Grace había seguido el camino contrario. Con su carrera artística en pleno auge, no quería dejar siquiera entrever que se aprovechaba de la tragedia. Había resultado herida, y nada más, y pretender otra cosa le habría recordado a esos actores acabados que de pronto salían de no se sabía dónde para derramar lágrimas de cocodrilo cuando moría una estrella a la que detestaban. No quería saber nada. La atención debía centrarse en los muertos y en quienes éstos dejaron atrás.

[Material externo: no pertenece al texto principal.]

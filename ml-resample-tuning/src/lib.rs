//! Hyperparameter tuning and nested resampling
//!
//! A [`Tuner`] proposes configurations with an [`Optimizer`], evaluates each
//! one with an inner benchmark and stops according to a [`Terminator`].
//! [`AutoTuner`] turns a tuner into a [`ml_resample_core::Learner`], so
//! passing it to an outer resampling yields nested resampling.

#![warn(missing_docs)]

pub mod archive;
pub mod error;
pub mod optimizer;
pub mod search_space;
pub mod terminator;
pub mod tuner;

// Re-export key types for convenience
pub use archive::{Archive, ArchiveEntry};
pub use error::{Error, Result};
pub use optimizer::{DesignPoints, GridSearch, Optimizer, Proposals, RandomSearch};
pub use search_space::SearchSpace;
pub use terminator::Terminator;
pub use tuner::{tune, AutoTuner, TunedModel, Tuner, TuningResult};
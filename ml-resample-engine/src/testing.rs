//! Test fixtures shared by the engine modules

use std::sync::Arc;

use ml_resample_core::{
    DatasetBuilder, Error, FeaturelessLearner, Learner, LearnerProperty, Model, ParamSet,
    ParamValues, Prediction, Result, RowId, Task, TaskType,
};

use crate::cancel::CancellationToken;

/// Route engine logs to the test harness; repeated calls are no-ops
pub(crate) fn init_tracing() {
    let _ = tracing_subscriber::fmt()
        .with_test_writer()
        .with_max_level(tracing::Level::DEBUG)
        .try_init();
}

/// Two-class task with `n` rows, one numeric feature and alternating labels
pub(crate) fn toy_task(n: usize) -> Task {
    let x: Vec<f64> = (0..n).map(|i| i as f64).collect();
    let y: Vec<&str> = (0..n).map(|i| if i % 2 == 0 { "a" } else { "b" }).collect();
    let backend = DatasetBuilder::new()
        .f64_column("x", &x)
        .label_column("y", &y)
        .build()
        .unwrap();
    Task::classification("toy", backend, "y").unwrap()
}

#[derive(Debug, Clone, Copy)]
pub(crate) enum Failure {
    Train,
    Panic,
    Predict,
    Warn,
    Cancel,
}

/// Featureless classifier that misbehaves whenever `trigger` is a test row
#[derive(Debug, Clone)]
pub(crate) struct FailingLearner {
    inner: FeaturelessLearner,
    failure: Failure,
    trigger: RowId,
    token: CancellationToken,
}

impl FailingLearner {
    pub(crate) fn new(failure: Failure, trigger: RowId) -> Self {
        Self {
            inner: FeaturelessLearner::new(TaskType::Classification),
            failure,
            trigger,
            token: CancellationToken::new(),
        }
    }

    /// Token cancelled by the `Cancel` failure mode
    pub(crate) fn token(&self) -> CancellationToken {
        self.token.clone()
    }
}

impl Learner for FailingLearner {
    fn id(&self) -> &str {
        "classif.failing"
    }

    fn task_type(&self) -> TaskType {
        TaskType::Classification
    }

    fn properties(&self) -> &[LearnerProperty] {
        self.inner.properties()
    }

    fn feature_types(&self) -> &[&'static str] {
        self.inner.feature_types()
    }

    fn param_set(&self) -> &ParamSet {
        self.inner.param_set()
    }

    fn params(&self) -> &ParamValues {
        self.inner.params()
    }

    fn with_params(&self, _values: &ParamValues) -> Result<Arc<dyn Learner>> {
        Ok(Arc::new(self.clone()))
    }

    fn train(&self, task: &Task, rows: &[RowId]) -> Result<Model> {
        let held_out = !rows.contains(&self.trigger);
        match self.failure {
            Failure::Train if held_out => Err(Error::fit(self.id(), "forced failure")),
            Failure::Panic if held_out => panic!("forced panic"),
            Failure::Warn if held_out => {
                Ok(self.inner.train(task, rows)?.with_warning("forced warning"))
            }
            Failure::Cancel if held_out => {
                self.token.cancel();
                self.inner.train(task, rows)
            }
            _ => self.inner.train(task, rows),
        }
    }

    fn predict(&self, model: &Model, task: &Task, rows: &[RowId]) -> Result<Prediction> {
        if matches!(self.failure, Failure::Predict) && rows.contains(&self.trigger) {
            return Err(Error::predict(self.id(), "forced failure"));
        }
        self.inner.predict(model, task, rows)
    }
}
impl ResampleResult {
    /// Assemble a result from iterations already in logical order
    pub fn new(task: Task, learner: Arc<dyn Learner>, mut iterations: Vec<IterationResult>) -> Self {
        for (i, iteration) in iterations.iter_mut().enumerate() {
            iteration.renumber(i + 1);
        }
        Self {
            id: Uuid::new_v4(),
            task,
            learner,
            iterations,
        }
    }

    /// Unique id of this result
    pub fn id(&self) -> Uuid {
        self.id
    }

    /// Task resampled on
    pub fn task(&self) -> &Task {
        &self.task
    }

    /// Learner resampled
    pub fn learner(&self) -> &Arc<dyn Learner> {
        &self.learner
    }

    /// Resampling id of the first iteration, `"empty"` without iterations
    pub fn resampling_id(&self) -> &'static str {
        self.iterations
            .first()
            .map_or("empty", |it| it.partitioning().id())
    }

    /// Number of iterations
    pub fn iters(&self) -> usize {
        self.iterations.len()
    }

    /// All iterations in logical order
    pub fn iterations(&self) -> &[IterationResult] {
        &self.iterations
    }

    /// Iteration `i`, 1-based
    pub fn iteration(&self, i: usize) -> Result<&IterationResult> {
        if i == 0 || i > self.iterations.len() {
            return Err(ml_resample_core::Error::IndexOutOfBounds {
                index: i,
                len: self.iterations.len(),
            }
            .into());
        }
        Ok(&self.iterations[i - 1])
    }

    /// Score of every iteration, in partition order
    ///
    /// Iterations without a prediction score `NaN`.
    pub fn performance(&self, measure: &dyn Measure) -> Result<Vec<f64>> {
        check_measure(measure, &self.task)?;
        Ok(self.iterations.iter().map(|it| it.score(measure)).collect())
    }

    /// Aggregate score over all iterations
    ///
    /// Macro-averaged measures take the mean over scored iterations,
    /// excluding `NaN`; micro-averaged measures score the pooled
    /// prediction. `NaN` when nothing could be scored.
    pub fn aggregate(&self, measure: &dyn Measure) -> Result<f64> {
        check_measure(measure, &self.task)?;
        match measure.average() {
            Average::Macro => Ok(mean_of_scored(&self.performance(measure)?)),
            Average::Micro => match self.prediction() {
                Some(pooled) => Ok(measure.score(&pooled).unwrap_or(f64::NAN)),
                None => Ok(f64::NAN),
            },
        }
    }

    /// Per-iteration score table for several measures
    pub fn score(&self, measures: &[Arc<dyn Measure>]) -> Result<Vec<ScoreRow>> {
        self.score_rows(1, measures)
    }

    pub(crate) fn score_rows(
        &self,
        row: usize,
        measures: &[Arc<dyn Measure>],
    ) -> Result<Vec<ScoreRow>> {
        for measure in measures {
            check_measure(measure.as_ref(), &self.task)?;
        }
        Ok(self
            .iterations
            .iter()
            .map(|it| ScoreRow {
                row,
                iteration: it.iteration(),
                task_id: self.task.id().to_string(),
                learner_id: self.learner.id().to_string(),
                resampling_id: it.partitioning().id().to_string(),
                scores: measures
                    .iter()
                    .map(|m| (m.id().to_string(), it.score(m.as_ref())))
                    .collect(),
                errors: it.errors().len(),
            })
            .collect())
    }

    /// Every recorded error with its 1-based iteration
    pub fn errors(&self) -> Vec<(usize, &IterationError)> {
        self.iterations
            .iter()
            .flat_map(|it| it.errors().iter().map(move |e| (it.iteration(), e)))
            .collect()
    }

    /// Every learner warning with its 1-based iteration
    pub fn warnings(&self) -> Vec<(usize, &str)> {
        self.iterations
            .iter()
            .flat_map(|it| it.warnings().iter().map(move |w| (it.iteration(), w.as_str())))
            .collect()
    }

    /// Fitted model per iteration; `None` unless models were retained
    pub fn models(&self) -> Vec<Option<&Model>> {
        self.iterations.iter().map(IterationResult::model).collect()
    }

    /// Prediction per iteration; `None` for failed iterations
    pub fn predictions(&self) -> Vec<Option<&Prediction>> {
        self.iterations.iter().map(IterationResult::prediction).collect()
    }

    /// All iteration predictions pooled into one; `None` if there are none
    pub fn prediction(&self) -> Option<Prediction> {
        let parts: Vec<&Prediction> = self.predictions().into_iter().flatten().collect();
        if parts.is_empty() {
            return None;
        }
        Prediction::concat(&parts).ok()
    }

    /// Concatenate the iterations of two results for the same task and
    /// learner configuration
    pub fn combine(&self, other: &ResampleResult) -> Result<ResampleResult> {
        if self.task.key() != other.task.key() {
            return Err(ml_resample_core::Error::IncompatibleResult(format!(
                "task '{}' differs from task '{}'",
                self.task.id(),
                other.task.id()
            ))
            .into());
        }
        if self.learner.key() != other.learner.key() {
            return Err(ml_resample_core::Error::IncompatibleResult(format!(
                "learner '{}' differs from learner '{}'",
                self.learner.key(),
                other.learner.key()
            ))
            .into());
        }
        let iterations = self
            .iterations
            .iter()
            .chain(&other.iterations)
            .cloned()
            .collect();
        Ok(ResampleResult::new(
            self.task.clone(),
            Arc::clone(&self.learner),
            iterations,
        ))
    }

    /// Result restricted to the given 1-based iterations, renumbered
    pub fn filter(&self, iterations: &[usize]) -> Result<ResampleResult> {
        let kept = iterations
            .iter()
            .map(|&i| self.iteration(i).cloned())
            .collect::<Result<Vec<_>>>()?;
        Ok(ResampleResult::new(
            self.task.clone(),
            Arc::clone(&self.learner),
            kept,
        ))
    }
}
//! Error types for the execution engines

use thiserror::Error;

/// Result type for engine operations
pub type Result<T> = std::result::Result<T, Error>;

/// Error type for engine operations
///
/// Only configuration problems and result bookkeeping surface here; a
/// learner failing inside an iteration is recorded in the iteration result.
#[derive(Error, Debug)]
pub enum Error {
    /// Core library error
    #[error("Core error: {0}")]
    Core(#[from] ml_resample_core::Error),

    /// The worker pool could not be built
    #[error("Worker pool error: {0}")]
    WorkerPool(String),
}

impl Error {
    /// Whether this error was raised before any unit was dispatched
    pub fn is_configuration(&self) -> bool {
        match self {
            Error::Core(e) => e.is_configuration(),
            Error::WorkerPool(_) => true,
        }
    }

    /// Whether two results could not be combined
    pub fn is_incompatible(&self) -> bool {
        matches!(self, Error::Core(ml_resample_core::Error::IncompatibleResult(_)))
    }
}
impl Learner for AutoTuner {
    fn id(&self) -> &str {
        &self.id
    }

    fn task_type(&self) -> TaskType {
        self.tuner.learner.task_type()
    }

    fn properties(&self) -> &[LearnerProperty] {
        self.tuner.learner.properties()
    }

    fn feature_types(&self) -> &[&'static str] {
        self.tuner.learner.feature_types()
    }

    fn predict_types(&self) -> &[PredictType] {
        self.tuner.learner.predict_types()
    }

    fn param_set(&self) -> &ParamSet {
        self.tuner.learner.param_set()
    }

    fn params(&self) -> &ParamValues {
        self.tuner.learner.params()
    }

    /// Fix parameters of the base learner; tuned values still override them
    fn with_params(&self, values: &ParamValues) -> ml_resample_core::Result<Arc<dyn Learner>> {
        let base = self.tuner.learner.with_params(values)?;
        Ok(Arc::new(Self {
            id: self.id.clone(),
            tuner: self.tuner.with_learner(base),
        }))
    }

    fn train(&self, task: &Task, rows: &[RowId]) -> ml_resample_core::Result<Model> {
        let inner_task = task.filter(rows)?;
        let result = self
            .tuner
            .tune(&inner_task)
            .map_err(|e| ml_resample_core::Error::fit(&self.id, e.to_string()))?;

        let learner = self.tuner.learner.with_params(&result.best_params)?;
        let model = learner.train(task, rows)?;
        let mut tuned = Model::new(
            &self.id,
            learner.params().clone(),
            rows,
            TunedModel {
                learner: Arc::clone(&learner),
                model: model.clone(),
                result,
            },
        );
        for warning in model.warnings() {
            tuned = tuned.with_warning(warning.clone());
        }
        Ok(tuned)
    }

    fn predict(
        &self,
        model: &Model,
        task: &Task,
        rows: &[RowId],
    ) -> ml_resample_core::Result<Prediction> {
        let tuned = model.expect_state::<TunedModel>(&self.id)?;
        tuned.learner.predict(&tuned.model, task, rows)
    }
}
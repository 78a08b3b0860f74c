//! Lookup of learners, measures and resampling specs by key
//!
//! Keys are resolved when an experiment is configured, so an unknown key
//! surfaces as a configuration error before any work starts.

use std::collections::BTreeMap;
use std::fmt;
use std::sync::Arc;

use crate::error::{Error, Result};
use crate::learner::Learner;
use crate::learners::{FeaturelessLearner, KnnLearner};
use crate::measure::{Accuracy, ClassifError, LogLoss, Mae, Measure, Mse, Rmse};
use crate::partition::PartitionSpec;
use crate::task::TaskType;

type Factory<T> = Arc<dyn Fn() -> T + Send + Sync>;

/// Key → factory map
pub struct Registry<T> {
    kind: &'static str,
    entries: BTreeMap<String, Factory<T>>,
}

impl<T> Registry<T> {
    /// Empty registry; `kind` names the entries in error messages
    pub fn new(kind: &'static str) -> Self {
        Self {
            kind,
            entries: BTreeMap::new(),
        }
    }

    /// Register a factory, replacing any previous entry under `key`
    pub fn add<F>(&mut self, key: &str, factory: F) -> &mut Self
    where
        F: Fn() -> T + Send + Sync + 'static,
    {
        self.entries.insert(key.to_string(), Arc::new(factory));
        self
    }

    /// Construct the entry registered under `key`
    pub fn get(&self, key: &str) -> Result<T> {
        self.entries.get(key).map(|f| f()).ok_or_else(|| {
            Error::config(format!(
                "unknown {} '{}', available: {}",
                self.kind,
                key,
                self.keys().join(", ")
            ))
        })
    }

    /// Construct several entries, failing on the first unknown key
    pub fn get_many(&self, keys: &[&str]) -> Result<Vec<T>> {
        keys.iter().map(|k| self.get(k)).collect()
    }

    /// Whether `key` is registered
    pub fn contains(&self, key: &str) -> bool {
        self.entries.contains_key(key)
    }

    /// Registered keys, sorted
    pub fn keys(&self) -> Vec<&str> {
        self.entries.keys().map(String::as_str).collect()
    }
}

impl<T> fmt::Debug for Registry<T> {
    fn fmt(&self, f: &mut fmt::Formatter<'_>) -> fmt::Result {
        f.debug_struct("Registry")
            .field("kind", &self.kind)
            .field("keys", &self.keys())
            .finish()
    }
}

/// Registry of the built-in learners
pub fn learners() -> Registry<Arc<dyn Learner>> {
    let mut reg: Registry<Arc<dyn Learner>> = Registry::new("learner");
    for task_type in [TaskType::Classification, TaskType::Regression] {
        reg.add(&format!("{}.featureless", task_type), move || {
            Arc::new(FeaturelessLearner::new(task_type))
        });
        reg.add(&format!("{}.kknn", task_type), move || {
            Arc::new(KnnLearner::new(task_type))
        });
    }
    reg
}

/// Registry of the built-in measures
pub fn measures() -> Registry<Arc<dyn Measure>> {
    let mut reg: Registry<Arc<dyn Measure>> = Registry::new("measure");
    reg.add("classif.ce", || Arc::new(ClassifError))
        .add("classif.acc", || Arc::new(Accuracy))
        .add("classif.logloss", || Arc::new(LogLoss::default()))
        .add("regr.mse", || Arc::new(Mse))
        .add("regr.rmse", || Arc::new(Rmse))
        .add("regr.mae", || Arc::new(Mae));
    reg
}

/// Registry of resampling specs with their default settings
///
/// | key           | default                          |
/// |---------------|----------------------------------|
/// | `cv`          | 3 folds                          |
/// | `repeated_cv` | 10 folds, 10 repeats             |
/// | `holdout`     | 2/3 train                        |
/// | `loo`         | one split per row                |
/// | `bootstrap`   | 30 repeats                       |
/// | `subsampling` | 30 repeats, 2/3 train            |
pub fn resamplings() -> Registry<PartitionSpec> {
    let mut reg = Registry::new("resampling");
    reg.add("cv", || PartitionSpec::cv(3))
        .add("repeated_cv", || PartitionSpec::repeated_cv(10, 10))
        .add("holdout", || PartitionSpec::holdout(2.0 / 3.0))
        .add("loo", PartitionSpec::loo)
        .add("bootstrap", || PartitionSpec::bootstrap(30))
        .add("subsampling", || PartitionSpec::subsampling(30, 2.0 / 3.0));
    reg
}

#[cfg(test)]
mod tests {
    use super::*;
    use test_case::test_case;

    #[test_case("cv", 9, 3)]
    #[test_case("holdout", 9, 1)]
    #[test_case("loo", 9, 9)]
    #[test_case("bootstrap", 9, 30)]
    #[test_case("repeated_cv", 20, 100)]
    fn test_resampling_defaults(key: &str, n: usize, iters: usize) {
        let spec = resamplings().get(key).unwrap();
        assert_eq!(spec.iters(n), iters);
    }

    #[test]
    fn test_unknown_key_is_configuration_error() {
        let err = measures().get("classif.auc").unwrap_err();
        assert!(err.is_configuration());
        assert!(err.to_string().contains("classif.acc"));
    }

    #[test]
    fn test_learner_ids_match_keys() {
        let reg = learners();
        for key in reg.keys() {
            assert_eq!(reg.get(key).unwrap().id(), key);
        }
        assert!(reg.contains("regr.kknn"));
    }

    #[test]
    fn test_get_many_preserves_order() {
        let ms = measures().get_many(&["regr.mae", "regr.mse"]).unwrap();
        let ids: Vec<&str> = ms.iter().map(|m| m.id()).collect();
        assert_eq!(ids, ["regr.mae", "regr.mse"]);
    }
}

– Ha solicitado otra vez la libertad condicional -dijo Vespa-. Me refiero a Wade Larue.

Grace lo sabía, claro.

La culpa de la desbandada de esa noche había recaído en Wade Larue, que actualmente residía en la Penitenciaría de Walden, situada en las afueras de Albany, en el estado de Nueva York. Fue él el autor de los disparos que sembraron el pánico. El argumento de la defensa fue muy interesante: adujo que Wade Larue no lo hizo -a pesar de los restos de pólvora hallados en sus manos, de que el arma le pertenecía, de que las balas coincidían con el arma, de los testigos que lo vieron disparar-, pero si lo hizo, estaba demasiado drogado para acordarse. Ah, y por si ninguna de estas razones resultaba convincente, Wade Larue tampoco podía adivinar que disparar un arma causaría la muerte de dieciocho personas y heridas a varias docenas más.

El caso suscitó polémica. La fiscalía lo acusó de dieciocho asesinatos, pero el jurado no lo vio así. El abogado de Larue acabó pactando para rebajarlo a dieciocho homicidios sin premeditación. Nadie se preocupó mucho por la sentencia. El único hijo de Carl Vespa había muerto esa noche. ¿Qué pasó cuando murió el hijo de Gotti en un accidente automovilístico? Nunca más se oyó hablar del hombre que conducía el otro coche, un cabeza de familia. Algo parecido, pensaba casi todo el mundo, sucedería a Wade Larue, sólo que esta vez lo más probable era que el público en general aplaudiera el desenlace.

Durante un tiempo mantuvieron a Wade Larue aislado en la Penitenciaría de Walden. Grace no siguió la historia de cerca, pero los padres -padres como Carl Vespa- continuaron llamando y escribiendo. Necesitaban verla de vez en cuando. Como superviviente, se había convertido en una especie de receptáculo, un receptáculo portador de los muertos. Aparte de la recuperación física, esa presión emocional -esa responsabilidad enorme, imposible- fue en gran medida la razón por la que Grace se fue al extranjero.

Al final, trasladaron a Larue a la zona común con los demás reclusos. Corrió el rumor de que sus compañeros de presidio le propinaron palizas y abusaron de él pero, por alguna razón, sobrevivió. Carl Vespa había renunciado a asestar el golpe. Tal vez fuese una señal de misericordia. O tal vez fuese todo lo contrario. Grace no lo sabía.

– Al final dejó de declararse totalmente inocente, ¿lo sabías? -dijo Vespa-. Reconoce haber disparado, pero afirma que enloqueció cuando se fue la luz.

Lo cual tenía sentido. Por su parte, Grace había visto a Larue una sola vez. La llamaron a declarar, aunque su testimonio no tenía nada que ver con la culpabilidad o inocencia del acusado -prácticamente no recordaba nada de la desbandada, y menos aún de quién había disparado-, y sí mucho que ver con encender las pasiones del jurado. Pero Grace no necesitaba vengarse. Para ella, Wade Larue estaba desquiciado por la droga y no era más que un colgado más digno de compasión que de odio.